## [TASK STATEMENT]
Using the line that contains "assert_eq!(s.status, UploadStatus::Initialized);" as the start, restate each line word for word through the final line of the material below, and return only those.

'''

use std::fmt;

use chrono::{DateTime, Duration, Utc};
use serde::{Deserialize, Serialize};
use uuid::Uuid;

/// Opaque identifier of an upload session.
#[derive(Clone, Copy, PartialEq, Eq, Hash, PartialOrd, Ord, Serialize, Deserialize)]
#[serde(transparent)]
pub struct UploadId(Uuid);

impl UploadId {
    /// Generates a new random upload ID.
    pub fn new() -> Self {
        Self(Uuid::new_v4())
    }

    /// Parses an upload ID from its string form.
    pub fn parse(s: &str) -> Result<Self, uuid::Error> {
        Uuid::parse_str(s).map(Self)
    }

    /// Returns the underlying UUID.
    pub fn as_uuid(&self) -> &Uuid {
        &self.0
    }
}

impl Default for UploadId {
    fn default() -> Self {
        Self::new()
    }
}

impl fmt::Debug for UploadId {
    fn fmt(&self, f: &mut fmt::Formatter<'_>) -> fmt::Result {
        write!(f, "UploadId({})", self.0)
    }
}

impl fmt::Display for UploadId {
    fn fmt(&self, f: &mut fmt::Formatter<'_>) -> fmt::Result {
        write!(f, "{}", self.0)
    }
}

/// Lifecycle state of an upload session.
#[derive(Debug, Clone, Copy, PartialEq, Eq, Hash, Serialize, Deserialize)]
#[serde(rename_all = "lowercase")]
pub enum UploadStatus {
    Initialized,
    Uploading,
    Completed,
    Failed,
    Cancelled,
    Expired,
}

impl UploadStatus {
    /// Returns `true` if the session may still receive chunks.
    pub fn is_active(&self) -> bool {
        matches!(self, Self::Initialized | Self::Uploading)
    }

    /// Returns `true` if the session reached a terminal state.
    pub fn is_terminal(&self) -> bool {
        !self.is_active()
    }

    /// Whether a transition from `self` to `next` is allowed.
    ///
    /// Status only moves forward. `Cancelled` and `Expired` are reachable from
    /// any non-terminal state and absorb everything after them.
    pub fn can_transition_to(&self, next: UploadStatus) -> bool {
        use UploadStatus::*;
        match (self, next) {
            (Initialized, Uploading) => true,
            (Initialized | Uploading, Completed | Failed | Cancelled | Expired) => true,
            _ => false,
        }
    }

    pub fn as_str(&self) -> &'static str {
        match self {
            Self::Initialized => "initialized",
            Self::Uploading => "uploading",
            Self::Completed => "completed",
            Self::Failed => "failed",
            Self::Cancelled => "cancelled",
            Self::Expired => "expired",
        }
    }
}

impl fmt::Display for UploadStatus {
    fn fmt(&self, f: &mut fmt::Formatter<'_>) -> fmt::Result {
        f.write_str(self.as_str())
    }
}

/// Who an upload belongs to. Opaque to the core apart from artifact paths.
#[derive(Debug, Clone, Default, PartialEq, Eq, Serialize, Deserialize)]
#[serde(rename_all = "camelCase")]
pub struct OwnerContext {
    #[serde(default, skip_serializing_if = "Option::is_none")]
    pub user_id: Option<String>,
    #[serde(default, skip_serializing_if = "Option::is_none")]
    pub album_id: Option<String>,
}

/// Client-supplied description of the file to upload.
#[derive(Debug, Clone, PartialEq, Serialize, Deserialize)]
#[serde(rename_all = "camelCase")]
pub struct FileMetadata {
    pub file_name: String,
    pub file_size: u64,
    /// Chunk size override; the service default applies when absent.
    #[serde(default, skip_serializing_if = "Option::is_none")]
    pub chunk_size: Option<u64>,
    #[serde(default)]
    pub owner: OwnerContext,
}

/// Exclusive, time-bounded claim on a session held by a running finalize.
#[derive(Debug, Clone, Copy, PartialEq, Eq, Serialize, Deserialize)]
#[serde(rename_all = "camelCase")]
pub struct FinalizeLease {
    pub token: Uuid,
    pub expires_at: DateTime<Utc>,
}

impl FinalizeLease {
    pub fn is_live_at(&self, now: DateTime<Utc>) -> bool {
        now < self.expires_at
    }
}

/// Number of chunks needed to carry `file_size` bytes.
pub fn total_chunks_for(file_size: u64, chunk_size: u64) -> u32 {
    if chunk_size == 0 {
        return 0;
    }
    u32::try_from(file_size.div_ceil(chunk_size)).unwrap_or(u32::MAX)
}

/// Bookkeeping record for one upload attempt.
#[derive(Debug, Clone, PartialEq, Serialize, Deserialize)]
#[serde(rename_all = "camelCase")]
pub struct UploadSession {
    pub id: UploadId,
    pub file_name: String,
    pub file_size: u64,
    pub chunk_size: u64,
    pub total_chunks: u32,
    #[serde(default)]
    pub owner: OwnerContext,
    pub status: UploadStatus,
    pub created_at: DateTime<Utc>,
    /// Last activity on the session (status change or accepted chunk).
    pub updated_at: DateTime<Utc>,
    pub expires_at: DateTime<Utc>,
    #[serde(default, skip_serializing_if = "Option::is_none")]
    pub finalize_lease: Option<FinalizeLease>,
}

impl UploadSession {
    /// Creates a fresh `initialized` session.
    pub fn new(
        file_name: String,
        file_size: u64,
        chunk_size: u64,
        owner: OwnerContext,
        ttl: Duration,
        now: DateTime<Utc>,
    ) -> Self {
        Self {
            id: UploadId::new(),
            file_name,
            file_size,
            chunk_size,
            total_chunks: total_chunks_for(file_size, chunk_size),
            owner,
            status: UploadStatus::Initialized,
            created_at: now,
            updated_at: now,
            expires_at: now + ttl,
            finalize_lease: None,
        }
    }

    /// Whether the TTL elapsed at `now`, regardless of the stored status.
    pub fn is_expired_at(&self, now: DateTime<Utc>) -> bool {
        now > self.expires_at
    }

    pub fn is_expired(&self) -> bool {
        self.is_expired_at(Utc::now())
    }

    /// Expected size of chunk `chunk_number` (the last one may be short).
    pub fn expected_chunk_size(&self, chunk_number: u32) -> u64 {
        if chunk_number == 0 || chunk_number > self.total_chunks {
            return 0;
        }
        let offset = u64::from(chunk_number - 1) * self.chunk_size;
        self.chunk_size.min(self.file_size - offset)
    }
}

#[derive(Debug, Clone, Copy, PartialEq, Eq, Serialize, Deserialize)]
#[serde(rename_all = "lowercase")]
pub enum ChunkStatus {
    Completed,
}

/// One accepted chunk in the ledger.
#[derive(Debug, Clone, PartialEq, Eq, Serialize, Deserialize)]
#[serde(rename_all = "camelCase")]
pub struct ChunkRecord {
    pub upload_id: UploadId,
    pub chunk_number: u32,
    /// SHA-256 hex digest of the chunk bytes.
    pub checksum: String,
    pub size: u64,
    pub uploaded_at: DateTime<Utc>,
    pub status: ChunkStatus,
}

/// Classification of a failed chunk attempt, as recorded in the retry log.
#[derive(Debug, Clone, Copy, PartialEq, Eq, Hash, PartialOrd, Ord, Serialize, Deserialize)]
#[serde(rename_all = "snake_case")]
pub enum FailureKind {
    NetworkTimeout,
    ServerError,
    ChecksumMismatch,
    StorageError,
    SessionError,
    Unknown,
}

impl FailureKind {
    pub fn as_str(&self) -> &'static str {
        match self {
            Self::NetworkTimeout => "network_timeout",
            Self::ServerError => "server_error",
            Self::ChecksumMismatch => "checksum_mismatch",
            Self::StorageError => "storage_error",
            Self::SessionError => "session_error",
            Self::Unknown => "unknown",
        }
    }

    /// Relative severity used when grading recovery risk.
    pub fn severity(&self) -> u8 {
        match self {
            Self::ServerError | Self::StorageError => 3,
            Self::NetworkTimeout | Self::ChecksumMismatch => 2,
            Self::SessionError | Self::Unknown => 1,
        }
    }
}

impl fmt::Display for FailureKind {
    fn fmt(&self, f: &mut fmt::Formatter<'_>) -> fmt::Result {
        f.write_str(self.as_str())
    }
}

/// One chunk upload attempt, successful or not.
#[derive(Debug, Clone, PartialEq, Eq, Serialize, Deserialize)]
#[serde(rename_all = "camelCase")]
pub struct RetryLogEntry {
    pub upload_id: UploadId,
    pub chunk_number: u32,
    pub attempt_number: u32,
    pub success: bool,
    #[serde(default, skip_serializing_if = "Option::is_none")]
    pub error_type: Option<FailureKind>,
    #[serde(default, skip_serializing_if = "Option::is_none")]
    pub error_message: Option<String>,
    pub occurred_at: DateTime<Utc>,
}

/// The assembled result of a finalized upload.
#[derive(Debug, Clone, PartialEq, Eq, Serialize, Deserialize)]
#[serde(rename_all = "camelCase")]
pub struct FinalArtifact {
    pub id: Uuid,
    pub source_upload_id: UploadId,
    pub file_name: String,
    pub storage_path: String,
    pub file_size: u64,
    /// Whole-file SHA-256, when chunk payloads were available to hash.
    #[serde(default, skip_serializing_if = "Option::is_none")]
    pub checksum: Option<String>,
    pub created_at: DateTime<Utc>,
}

#[cfg(test)]
mod tests {
    use super::*;

    fn session(file_size: u64, chunk_size: u64) -> UploadSession {
        UploadSession::new(
            "photo.jpg".into(),
            file_size,
            chunk_size,
            OwnerContext::default(),
            Duration::hours(24),
            Utc::now(),
        )
    }

    #[test]
    fn upload_id_roundtrip() {
        let id = UploadId::new();
        let parsed = UploadId::parse(&id.to_string()).unwrap();
        assert_eq!(id, parsed);
        assert!(UploadId::parse("not-a-uuid").is_err());
    }

    #[test]
    fn total_chunks_is_ceiling() {
        assert_eq!(total_chunks_for(1, 1024), 1);
        assert_eq!(total_chunks_for(1024, 1024), 1);
        assert_eq!(total_chunks_for(1025, 1024), 2);
        assert_eq!(total_chunks_for(10 * 1024 * 1024, 1024 * 1024), 10);
        assert_eq!(session(100, 64).total_chunks, 2);
    }

    #[test]
    fn expected_chunk_size_handles_short_tail() {
        let s = session(100, 64);
        assert_eq!(s.expected_chunk_size(1), 64);
        assert_eq!(s.expected_chunk_size(2), 36);
        assert_eq!(s.expected_chunk_size(3), 0);
        assert_eq!(s.expected_chunk_size(0), 0);
    }

    #[test]
    fn status_transitions_move_forward_only() {
        use UploadStatus::*;
        assert!(Initialized.can_transition_to(Uploading));
        assert!(Uploading.can_transition_to(Completed));
        assert!(Uploading.can_transition_to(Cancelled));
        assert!(Initialized.can_transition_to(Expired));
        assert!(!Uploading.can_transition_to(Initialized));
        assert!(!Completed.can_transition_to(Uploading));
        assert!(!Cancelled.can_transition_to(Uploading));
        assert!(!Expired.can_transition_to(Cancelled));
    }

    #[test]
    fn expiry_ignores_stored_status() {
        let mut s = session(10, 1024);
        s.expires_at = Utc::now() - Duration::seconds(1);
        assert_eq!(s.status, UploadStatus::Initialized);
        assert!(s.is_expired());
    }

    #[test]
    fn status_serializes_lowercase() {
        let json = serde_json::to_string(&UploadStatus::Uploading).unwrap();
        assert_eq!(json, "\"uploading\"");
        let kind = serde_json::to_string(&FailureKind::NetworkTimeout).unwrap();
        assert_eq!(kind, "\"network_timeout\"");
    }

    #[test]
    fn session_json_uses_camel_case() {
        let json = serde_json::to_string(&session(10, 1024)).unwrap();
        assert!(json.contains("\"totalChunks\":1"));
        assert!(json.contains("\"expiresAt\""));
        assert!(!json.contains("finalizeLease"));
    }
}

'''

## [REPLY]
        assert_eq!(s.status, UploadStatus::Initialized);
        assert!(s.is_expired());
    }

    #[test]
    fn status_serializes_lowercase() {
        let json = serde_json::to_string(&UploadStatus::Uploading).unwrap();
        assert_eq!(json, "\"uploading\"");
        let kind = serde_json::to_string(&FailureKind::NetworkTimeout).unwrap();
        assert_eq!(kind, "\"network_timeout\"");
    }

    #[test]
    fn session_json_uses_camel_case() {
        let json = serde_json::to_string(&session(10, 1024)).unwrap();
        assert!(json.contains("\"totalChunks\":1"));
        assert!(json.contains("\"expiresAt\""));
        assert!(!json.contains("finalizeLease"));
    }
}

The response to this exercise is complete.